ATLANTA (FinalCall.com) – – Supporters of Imam Jamil Al-Amin, who was known as outspoken leader H. Rap Brown in the heyday of the Black Power Movement of the 1960s and 1970s, recently gathered in front of the Georgia Capitol for a Day of Action.
“Our voices will demonstrate that we across the country demand that Georgia end its excessive punishment of the Imam,” said organizers. “Please join us on March 19 as we inform Georgia and the country that we call for justice for Imam Jamil,” said Mauri Saalakhan of the Peace and Justice Foundation, in a written statement.
The major demand by family, friends and supporters at the Capitol was that the state of Georgia bring the imam, or Islamic religious leader, back from the federal supermax prison in Florence, Colo., to a prison in Georgia.
In 2002, Imam Jamil Al-Amin was found guilty of shooting and killing a Fulton County Sheriff’s deputy. “Issues surrounding the case and the imam’s conviction have always been problematic with serious questions of the imam’s guilt in the whole shooting incident, especially given a confession by another,” said his supporters. Imam Al-Amin was well-known for his leadership of a community in Atlanta that had a reputation for fighting crime and violence.
Questions about his convicted were compounded in 2007, when Georgia officials “suddenly moved the imam from Georgia’s Reidsville State Prison to the supermax prison in Florence, Colorado,” his supporters added. “This abrupt move, without informing the family, led to pressing questions regarding the federal government’s complicity in the case.
“Was the imam being punished because he is Muslim?
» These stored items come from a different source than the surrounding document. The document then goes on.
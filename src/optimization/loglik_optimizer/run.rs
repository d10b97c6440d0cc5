//! Runs an argmin solver on an [`ArgMinAdapter`] and normalizes the result.
use crate::optimization::{
    errors::OptResult,
    loglik_optimizer::{
        adapter::ArgMinAdapter,
        traits::{LogLikelihood, MLEOptions, OptimOutcome},
        types::{Grad, Theta},
    },
};
#[cfg(feature = "obs_slog")]
use argmin::core::{CostFunction, Gradient};
use argmin::core::{Executor, State};
#[cfg(feature = "obs_slog")]
use argmin_math::ArgminL2Norm;

/// Shared runner for both line-search variants.
///
/// Sets `θ₀` and the optional iteration cap on the executor, attaches the
/// slog observer when the `obs_slog` feature is on and `opts.verbose` is set,
/// runs the solver and converts the final state into an [`OptimOutcome`].
///
/// # Errors
/// Any argmin runtime error (line-search failure, objective error) and any
/// validation error from [`OptimOutcome::new`].
pub fn run_lbfgs<'a, F, S>(
    theta0: Theta, opts: &MLEOptions, problem: ArgMinAdapter<'a, F>, solver: S,
) -> OptResult<OptimOutcome>
where
    F: LogLikelihood,
    S: argmin::core::Solver<
            ArgMinAdapter<'a, F>,
            argmin::core::IterState<Theta, Grad, (), (), (), f64>,
        > + Send
        + 'static,
{
    #[cfg(feature = "obs_slog")]
    if opts.verbose {
        log_initial_state(&theta0, &problem)?;
    }
    let mut optimizer = Executor::new(problem, solver);
    optimizer = optimizer.configure(|state| state.param(theta0));
    #[cfg(feature = "obs_slog")]
    if opts.verbose {
        let observer = argmin_observer_slog::SlogLogger::term_noblock();
        optimizer = optimizer.add_observer(observer, argmin::core::observers::ObserverMode::Always);
    }
    if let Some(max_iter) = opts.tols.max_iter {
        optimizer = optimizer.configure(|state| state.max_iters(max_iter as u64));
    }

    let mut result = optimizer.run()?.state().clone();
    let iterations = result.get_iter();
    let function_counts = result
        .get_func_counts()
        .iter()
        .map(|(name, count)| (name.to_string(), *count))
        .collect();
    let termination = result.get_termination_status().clone();
    let grad = result.take_gradient();
    OptimOutcome::new(
        result.take_best_param(),
        -result.get_best_cost(),
        termination,
        iterations,
        function_counts,
        grad,
    )
}

#[cfg(feature = "obs_slog")]
fn log_initial_state<F>(theta0: &Theta, problem: &ArgMinAdapter<'_, F>) -> OptResult<()>
where
    F: LogLikelihood,
{
    let ll0 = -problem.cost(theta0)?;
    let g0n = problem.gradient(theta0).ok().map(|g| g.l2_norm());
    tracing::debug!(loglik = ll0, grad_norm = ?g0n, "initial optimizer state");
    Ok(())
}
//! Pick the best fitted candidate.
use crate::{
    models::arma_egarch::FittedModel,
    search::errors::{SearchError, SearchResult},
};

/// Converged model with the smallest score.
///
/// Ties go to the earliest entry; NaN scores rank as `+∞`; models that did
/// not converge are never returned, whatever their score.
///
/// # Errors
/// `NoConvergedModel` when no converged model has a finite score.
pub fn select(models: &[FittedModel]) -> SearchResult<&FittedModel> {
    let mut best: Option<(&FittedModel, f64)> = None;
    for model in models.iter().filter(|m| m.converged()) {
        let score = if model.score.is_nan() { f64::INFINITY } else { model.score };
        if !score.is_finite() {
            continue;
        }
        match best {
            Some((_, s)) if s <= score => {}
            _ => best = Some((model, score)),
        }
    }
    best.map(|(m, _)| m).ok_or(SearchError::NoConvergedModel { tried: models.len() })
}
Just prior to his abrupt move to Florence in 2007, Muslims in Georgia’s prisons had asked that he serve as the imam for Muslim prisoners throughout the State of Georgia. This was without the imam’s prompting but it was clearly an acknowledgement by others of the respect for him and his leadership,” said organizers of the rally.
“Is he also being punished because of his extraordinary civil rights history through the Student Non-Violent Coordinating Committee (SNCC) in the 1960s and his ongoing demands and activism for civil and human rights?” they asked.
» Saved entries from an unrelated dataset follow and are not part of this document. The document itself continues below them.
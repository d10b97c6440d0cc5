//! models — ARMA-eGARCH-t volatility models: estimation, scoring, forecasts.
//!
//! Purpose
//! -------
//! Provide the model layer of the crate: the core recursion and parameter
//! maps in [`core`], fitting and analytic forecasting in [`arma_egarch`],
//! information criteria in [`criteria`], and bootstrap forecast bands in
//! [`bootstrap`].
//!
//! Key behaviors
//! -------------
//! - [`fit`] maximizes the Student-t log-likelihood of one [`ModelSpec`]
//!   with the generic optimizer and returns a [`FittedModel`]; failures are
//!   recorded in [`FitStatus`] rather than raised.
//! - [`forecast`] and [`bootstrap_forecast`] continue a converged fit past
//!   the end of the training sample.
//!
//! Conventions
//! -----------
//! - Optimizer-space vectors are `θ`; reported coefficients are in natural
//!   parameter space.
//! - This layer logs per fit through `tracing` and never installs a
//!   subscriber.
pub mod arma_egarch;
pub mod bootstrap;
pub mod core;
pub mod criteria;
pub mod errors;

pub use self::arma_egarch::{
    ArmaEgarchModel, Coefficient, FitStatus, FittedModel, OptimizerSummary, ResidualTests, fit,
    fit_values, forecast,
};
pub use self::bootstrap::bootstrap_forecast;
pub use self::core::{
    ArmaEgarchParams, BootstrapForecast, BootstrapMode, BootstrapOptions, FitOptions,
    ForecastResult, ForecastStep, InSampleState, LogVarianceGuards, MODEL_GRID, ModelSpec,
    QuantileBand, ReturnData,
};
pub use self::criteria::{InformationCriteria, InformationCriterion};
pub use self::errors::{ModelError, ModelResult};

pub mod prelude {
    pub use super::arma_egarch::{FitStatus, FittedModel, fit, forecast};
    pub use super::bootstrap::bootstrap_forecast;
    pub use super::core::{
        ArmaEgarchParams, BootstrapMode, BootstrapOptions, FitOptions, ForecastResult,
        LogVarianceGuards, MODEL_GRID, ModelSpec,
    };
    pub use super::criteria::InformationCriterion;
    pub use super::errors::{ModelError, ModelResult};
}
Supporters also insist the imam’s case was a local, not a federal case, and say no federal charges, conviction, or sentences were handed down. “Even in spite of this, the State of Georgia chose to move him out of Georgia’s prison population to a federal prison 1,400 miles away from his family and attorneys. The conditions in the prison are extraordinarily punitive including 24-hour isolation in an underground facility with no human contact,” supporters charged.
They argue Georgia taxpayers are paying the federal government for the “punitive conditions.”
“Notwithstanding the moral considerations, paying for such punishment is un-called for,” they said.